Mit der Umstellung der Wetterlage weht seit dem Wochenende deutlich angenehmere Luft nach Deutschland. Zur neuen Woche kommt der Wind überwiegend aus nördlichen Richtungen. Während sich im Süden meist sommerliches Wetter hält, legt der Sommer im Norden zeitweise eine Pause ein – mit wechselhaftem und spürbar kühlerem Wetter. Auch nachts gehen die Temperaturen deutlich zurück, sodass besonders im zuletzt sehr warmen Südwesten wieder gut durchgelüftet werden kann.
Zum Wochenende könnte sich wieder wärmere Luft durchsetzen. Nach aktuellem Stand dürfte dieser Wärmeschub allerdings nur von kurzer Dauer sein. Insgesamt sprechen die Wettermodelle derzeit eher für durchschnittliche bis leicht unterdurchschnittliche Temperaturen.
Montag: Wetterzweiteilung: Im Norden nass, im Süden viel Sonne
Zum Wochenstart zeigt sich das Wetter zweigeteilt. In der Nordhälfte und im Osten ist es meist stark bewölkt mit Regenschauern. Im Nordosten können diese kräftiger ausfallen, örtlich ist ein kurzes Gewitter möglich. Im Nordseeumfeld lockert es am Nachmittag zunehmend auf. Je nach Sonnenschein werden 17 bis 22 Grad erreicht, am kühlsten bleibt es im Nordosten.
In der Landesmitte – von Rheinland-Pfalz über Hessen bis nach Sachsen – bleibt es trocken, allerdings ziehen viele Wolken durch. Die Höchstwerte liegen bei bis zu 22 Grad. Südlich des Mains dominiert dagegen die Sonne, bei sommerlichen Temperaturen bis 25 Grad.
Dienstag: Meist freundlich
Am Dienstag setzt sich verbreitet freundliches Sommerwetter durch, auch im Norden zeigt sich wieder die Sonne. In Bayern halten sich zeitweise dichtere Wolken, örtlich ist ein kurzer Schauer möglich. Ansonsten bleibt es trocken. Im Flachland werden bis zu 25 Grad erreicht, in den Mittelgebirgen und an den Küsten 18 bis 22 Grad.

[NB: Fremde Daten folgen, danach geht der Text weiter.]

//! Dotted key-path utilities.
//!
//! A key path is a `.`-separated sequence of key segments addressing a
//! position in a nested structure, e.g. `plotOptions.series.animation`.
//! This crate provides the splitting, joining, and lookup primitives the
//! option-graph crate is built on.
//!
//! # Example
//!
//! ```
//! use chartopt_keypath::{join, lookup, segments, split_first};
//!
//! // Splitting happens at the FIRST separator only; the remainder stays
//! // a compound sub-path for recursive resolution.
//! assert_eq!(split_first("chart.events.load"), ("chart", Some("events.load")));
//! assert_eq!(split_first("title"), ("title", None));
//!
//! assert_eq!(segments("a.b.c"), vec!["a", "b", "c"]);
//! assert_eq!(join(&["a", "b", "c"]), "a.b.c");
//!
//! // Tolerant lookup over external JSON records.
//! let record = serde_json::json!({"region": {"name": "Norfolk"}});
//! let found = lookup(&record, "region.name");
//! assert_eq!(found, Some(&serde_json::json!("Norfolk")));
//! ```

use serde_json::Value;

pub mod validate;
pub use validate::{validate_key_path, KeyPathError};

/// The key-path segment separator.
pub const SEPARATOR: char = '.';

/// Split a key path at the first separator occurrence.
///
/// Returns the head segment and, when a separator is present, the entire
/// remainder as one compound sub-path. Only the head is a key; the
/// remainder may itself contain further separators.
///
/// # Example
///
/// ```
/// use chartopt_keypath::split_first;
///
/// assert_eq!(split_first("a.b.c"), ("a", Some("b.c")));
/// assert_eq!(split_first("a"), ("a", None));
/// assert_eq!(split_first(""), ("", None));
/// ```
pub fn split_first(path: &str) -> (&str, Option<&str>) {
    match path.split_once(SEPARATOR) {
        Some((head, rest)) => (head, Some(rest)),
        None => (path, None),
    }
}

/// Split a key path into all of its segments.
///
/// # Example
///
/// ```
/// use chartopt_keypath::segments;
///
/// assert_eq!(segments("xAxis.labels.step"), vec!["xAxis", "labels", "step"]);
/// assert_eq!(segments("single"), vec!["single"]);
/// ```
pub fn segments(path: &str) -> Vec<&str> {
    path.split(SEPARATOR).collect()
}

/// Join segments into a key path.
///
/// # Example
///
/// ```
/// use chartopt_keypath::join;
///
/// assert_eq!(join(&["chart", "type"]), "chart.type");
/// assert_eq!(join::<&str>(&[]), "");
/// ```
pub fn join<S: AsRef<str>>(segments: &[S]) -> String {
    let mut out = String::new();
    for (i, segment) in segments.iter().enumerate() {
        if i > 0 {
            out.push(SEPARATOR);
        }
        out.push_str(segment.as_ref());
    }
    out
}

/// Check whether `key` can appear unquoted in a JS object literal.
///
/// True for non-empty ASCII identifiers: a leading letter, `_`, or `$`,
/// followed by letters, digits, `_`, or `$`. Reserved words are fine as
/// unquoted property names, so no keyword list is consulted.
///
/// # Example
///
/// ```
/// use chartopt_keypath::is_identifier;
///
/// assert!(is_identifier("pointStart"));
/// assert!(is_identifier("_private"));
/// assert!(is_identifier("$ref"));
/// assert!(!is_identifier("data-label"));
/// assert!(!is_identifier("0series"));
/// assert!(!is_identifier(""));
/// ```
pub fn is_identifier(key: &str) -> bool {
    let mut chars = key.chars();
    match chars.next() {
        Some(c) if c.is_ascii_alphabetic() || c == '_' || c == '$' => {}
        _ => return false,
    }
    chars.all(|c| c.is_ascii_alphanumeric() || c == '_' || c == '$')
}

/// Look up a value in a JSON record by dotted key path.
///
/// Objects are traversed by key, arrays by non-negative integer index.
/// Any miss — absent key, bad index, or a scalar in an intermediate
/// position — returns `None` rather than an error, so callers can probe
/// speculative paths against optional data without presence checks.
///
/// # Example
///
/// ```
/// use chartopt_keypath::lookup;
/// use serde_json::json;
///
/// let record = json!({"samples": [{"value": 7}, {"value": 9}]});
/// assert_eq!(lookup(&record, "samples.1.value"), Some(&json!(9)));
/// assert_eq!(lookup(&record, "samples.9.value"), None);
/// assert_eq!(lookup(&record, "samples.value"), None);
/// ```
pub fn lookup<'a>(record: &'a Value, path: &str) -> Option<&'a Value> {
    if path.is_empty() {
        return Some(record);
    }
    let mut current = record;
    for segment in path.split(SEPARATOR) {
        match current {
            Value::Object(map) => {
                current = map.get(segment)?;
            }
            Value::Array(items) => {
                let index: usize = segment.parse().ok()?;
                current = items.get(index)?;
            }
            _ => return None,
        }
    }
    Some(current)
}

Mittwoch: Erneut Regen im Norden
Am Mittwoch wird es im Norden und Osten erneut unbeständiger. Eine Regenfront zieht von Norden her über diese Landesteile und erreicht bis zum Abend abgeschwächt die Mittelgebirge. Dahinter lockert es zeitweise auf. Die Temperaturen liegen dort nur zwischen 17 und 20 Grad.
Im Süden bleibt es freundlicher. Neben viel Sonnenschein ziehen am Nachmittag einige dichtere Wolken auf. Am Oberrhein werden bis zu 28 Grad erreicht, ansonsten 22 bis 24 Grad.
Donnerstag: Nasse Osthälfte
Am Donnerstag verlagern sich die Schauer in die Osthälfte. Von Niederbayern über Franken und Sachsen bis zur Ostsee kann es zeitweise regnen. Die Temperaturen liegen dort zwischen 15 und 20 Grad.
Im übrigen Land wechseln sich Sonne und dichtere Wolkenfelder ab. Am Rhein werden Höchstwerte bis 25 Grad erreicht.
Freitag: Aus Westen sommerlich
Am Freitag scheint verbreitet die Sonne. Nur im Küstenumfeld ziehen zeitweise dichtere Wolken mit einzelnen kurzen Schauern durch. Die Temperaturen steigen verbreitet auf 22 bis 25 Grad, entlang des Rheins örtlich auf knapp 30 Grad.
Wochenende: Sommer-Comeback?
Für das Wochenende sind sich die Wettermodelle noch uneinig. Im Süden gilt sommerliches und badetaugliches Wetter mit Höchstwerten um 30 Grad am Samstag als relativ sicher. Offen ist dagegen, ob der Norden und Osten unter dem Einfluss eines Tiefs über Skandinavien bleiben. Rückt dieses näher an Deutschland heran, bleibt es dort wechselhaft bei 18 bis 24 Grad. Bleibt es auf Distanz, könnte sich das Sommerwetter auch dort vorübergehend durchsetzen.
Am Sonntag könnte es dann verbreitet noch einmal wärmer werden – mit Höchstwerten um oder über 30 Grad im Flachland, auch im Norden und Osten. Allerdings bleiben Tiefdruckgebiete in der Nähe. Von Westen könnten bereits wieder Schauer und teils kräftige Gewitter aufziehen und für eine erneute Abkühlung sorgen. Entscheidend wird die Lage des Tiefs sein: Bleibt es auf Abstand, setzt sich schwülheiße Luft durch. Rückt es näher heran, bleibt das Wetter wechselhaft und deutlich kühler.